Con el objetivo de acompañar de manera cercana a las comunidades golpeadas por los recientes incendios, el equipo de la Vicaría de Pastoral Social Cáritas de la Arquidiócesis de Concepción en Chile comenzó un trabajo territorial en las zonas más afectadas. La iniciativa tiene el propósito de articular esfuerzos pastorales y sociales orientados a la reconstrucción humana, material y espiritual de las personas y familias damnificadas.
El recorrido fue encabezado por el vicario de Pastoral Social, monseñor Óscar García, junto a agentes pastorales y profesionales del área social, y tuvo como primer punto de encuentro la Parroquia Nuestra Señora del Carmen de Penco. Este espacio eclesial ha cumplido un rol valioso durante la emergencia, al abrir sus instalaciones para acoger temporalmente a pacientes del Hospital de Penco Lirquén y al personal del SAR local durante la evacuación, además de funcionar actualmente como centro de acopio solidario.
En la parroquia, la delegación fue recibida por el párroco Víctor Fernández, el vicario Néstor Díaz y miembros de la pastoral social, quienes compartieron la experiencia vivida durante los días más críticos del siniestro y los desafíos que hoy enfrenta la comunidad.
Escuchar el dolor para reconstruir la esperanza
La visita continuó en la capilla Santa Teresa de Los Andes, en Villa Italia, donde el impacto de los incendios se hizo palpable a través del testimonio de animadores comunitarios como María Jara, Marcos Salas y Fernando Mella.
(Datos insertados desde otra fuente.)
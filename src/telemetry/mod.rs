//! Transition telemetry: one structured record per completed step.
//!
//! After every successful invocation the runtime pushes a
//! [`TransitionRecord`] to each configured [`TransitionSink`]. Sinks are a
//! narrow, infallible push interface: they must never block and never fail
//! routing. Implementations swallow their own failures and at most
//! debug-log them.
//!
//! Built-in sinks:
//!
//! - [`LogSink`]: serializes the record and emits it through `tracing`
//! - [`MemorySink`]: captures records for test snapshots
//! - [`ChannelSink`]: forwards records over a flume channel to live
//!   consumers (dashboards, audit pipelines)

use std::sync::Arc;

use chrono::Utc;
use parking_lot::Mutex;
use serde::{Deserialize, Serialize};
use serde_json::Value;
use tracing::{debug, info};

use crate::context::RecordContext;
use crate::types::EventType;

/// Structured description of one completed step transition.
#[derive(Clone, Debug, Serialize, Deserialize, PartialEq)]
pub struct TransitionRecord {
    pub correlation_id: String,
    pub process: String,
    pub step_name: String,
    /// Event that triggered the invocation.
    pub source: String,
    /// Target event names emitted by routing, in emission order.
    pub targets: Vec<String>,
    pub event_type: EventType,
    pub payload: Value,
    /// Epoch millis at which the invocation began.
    pub started_at: i64,
    /// Epoch millis at which routing finished.
    pub ended_at: i64,
    pub duration_ms: i64,
}

impl TransitionRecord {
    /// Assemble a record for a just-completed invocation. The end timestamp
    /// and duration are sampled here.
    pub fn from_invocation(
        ctx: &RecordContext,
        step_name: &str,
        event_type: EventType,
        targets: Vec<String>,
        payload: Value,
    ) -> Self {
        let ended_at = Utc::now().timestamp_millis();
        Self {
            correlation_id: ctx.correlation_id.clone(),
            process: ctx.process.clone(),
            step_name: step_name.to_string(),
            source: ctx.triggering_event.clone(),
            targets,
            event_type,
            payload,
            started_at: ctx.started_at,
            ended_at,
            duration_ms: ended_at - ctx.started_at,
        }
    }
}

/// Abstraction over a telemetry consumer.
///
/// `record` takes `&self` because sinks are shared across concurrent
/// consumption tasks; implementations use interior mutability where they
/// need it.
pub trait TransitionSink: Send + Sync {
    fn record(&self, record: &TransitionRecord);
}

/// Emits each record as structured `tracing` output.
#[derive(Default)]
pub struct LogSink;

impl LogSink {
    #[must_use]
    pub fn new() -> Self {
        Self
    }
}

impl TransitionSink for LogSink {
    fn record(&self, record: &TransitionRecord) {
        match serde_json::to_string(record) {
            Ok(rendered) => info!(target: "choreo::transition", "{rendered}"),
            Err(err) => debug!(error = %err, "transition record failed to serialize"),
        }
    }
}

/// In-memory sink for testing and snapshots.
#[derive(Clone, Default)]
pub struct MemorySink {
    entries: Arc<Mutex<Vec<TransitionRecord>>>,
}

impl MemorySink {
    #[must_use]
    pub fn new() -> Self {
        Self::default()
    }

    /// Snapshot of all captured records.
    pub fn snapshot(&self) -> Vec<TransitionRecord> {
        self.entries.lock().clone()
    }

    pub fn len(&self) -> usize {
        self.entries.lock().len()
    }

    #[must_use]
    pub fn is_empty(&self) -> bool {
        self.entries.lock().is_empty()
    }

    pub fn clear(&self) {
        self.entries.lock().clear();
    }
}

impl TransitionSink for MemorySink {
    fn record(&self, record: &TransitionRecord) {
        self.entries.lock().push(record.clone());
    }
}

/// Forwards records over a flume channel. A dropped receiver is tolerated
/// silently apart from a debug log; telemetry never disturbs routing.
pub struct ChannelSink {
    tx: flume::Sender<TransitionRecord>,
}

impl ChannelSink {
    pub fn new(tx: flume::Sender<TransitionRecord>) -> Self {
        Self { tx }
    }
}

impl TransitionSink for ChannelSink {
    fn record(&self, record: &TransitionRecord) {
        if self.tx.send(record.clone()).is_err() {
            debug!("transition channel receiver dropped; record discarded");
        }
    }
}

/// Fan-out over every configured sink.
#[derive(Clone, Default)]
pub(crate) struct TelemetryFanout {
    sinks: Vec<Arc<dyn TransitionSink>>,
}

impl TelemetryFanout {
    pub(crate) fn new(sinks: Vec<Arc<dyn TransitionSink>>) -> Self {
        Self { sinks }
    }

    pub(crate) fn record(&self, record: &TransitionRecord) {
        for sink in &self.sinks {
            sink.record(record);
        }
    }
}

/// Install the default tracing subscriber: env-filtered fmt output with an
/// error layer for span traces. Safe to call more than once; later calls
/// are no-ops.
pub fn init_tracing() {
    use tracing_error::ErrorLayer;
    use tracing_subscriber::layer::SubscriberExt;
    use tracing_subscriber::util::SubscriberInitExt;
    use tracing_subscriber::{EnvFilter, fmt};

    let _ = tracing_subscriber::registry()
        .with(EnvFilter::try_from_default_env().unwrap_or_else(|_| EnvFilter::new("info")))
        .with(fmt::layer())
        .with(ErrorLayer::default())
        .try_init();
}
En ese espacio, el equipo pastoral pudo conocer de primera mano las pérdidas, el temor vivido y, al mismo tiempo, la fortaleza de una comunidad que busca ponerse de pie desde la solidaridad y la fe.
El recorrido concluyó en Lirquén, donde el párroco Raúl Castillo y la coordinadora de Pastoral Social, Inés Nova, relataron la destrucción del templo parroquial, símbolo no solo arquitectónico sino también espiritual para la vida comunitaria del sector.
Como parte de este proceso, la Pastoral Social Cáritas definió un equipo territorial que asumirá la coordinación del acompañamiento en las distintas zonas afectadas. Monseñor Óscar García tendrá a su cargo la asistencia y el acompañamiento espiritual, mientras que profesionales del trabajo social asumirán responsabilidades específicas por territorio y áreas clave, como la coordinación de donaciones, la logística y el vínculo institucional.
Iglesia que camina con su pueblo
Desde la comunidad de Penco, el padre Néstor Díaz valoró especialmente la presencia del obispo y del equipo pastoral en terreno, destacando que este gesto permite “tomar contacto real con la vida de las personas, creyentes y no creyentes, y transmitirles que, pese a las pérdidas, no todo está perdido”. Señaló además la importancia de rescatar signos de la vida pastoral, como el cáliz utilizado en la Eucaristía, y expresó su esperanza de que la capilla pueda convertirse nuevamente en un espacio de servicio y acogida para el barrio.
El inicio de este trabajo territorial abre una nueva etapa en la respuesta eclesial frente a la catástrofe, poniendo el acento en un proceso sostenido de acompañamiento, organización comunitaria y reconstrucción de vínculos.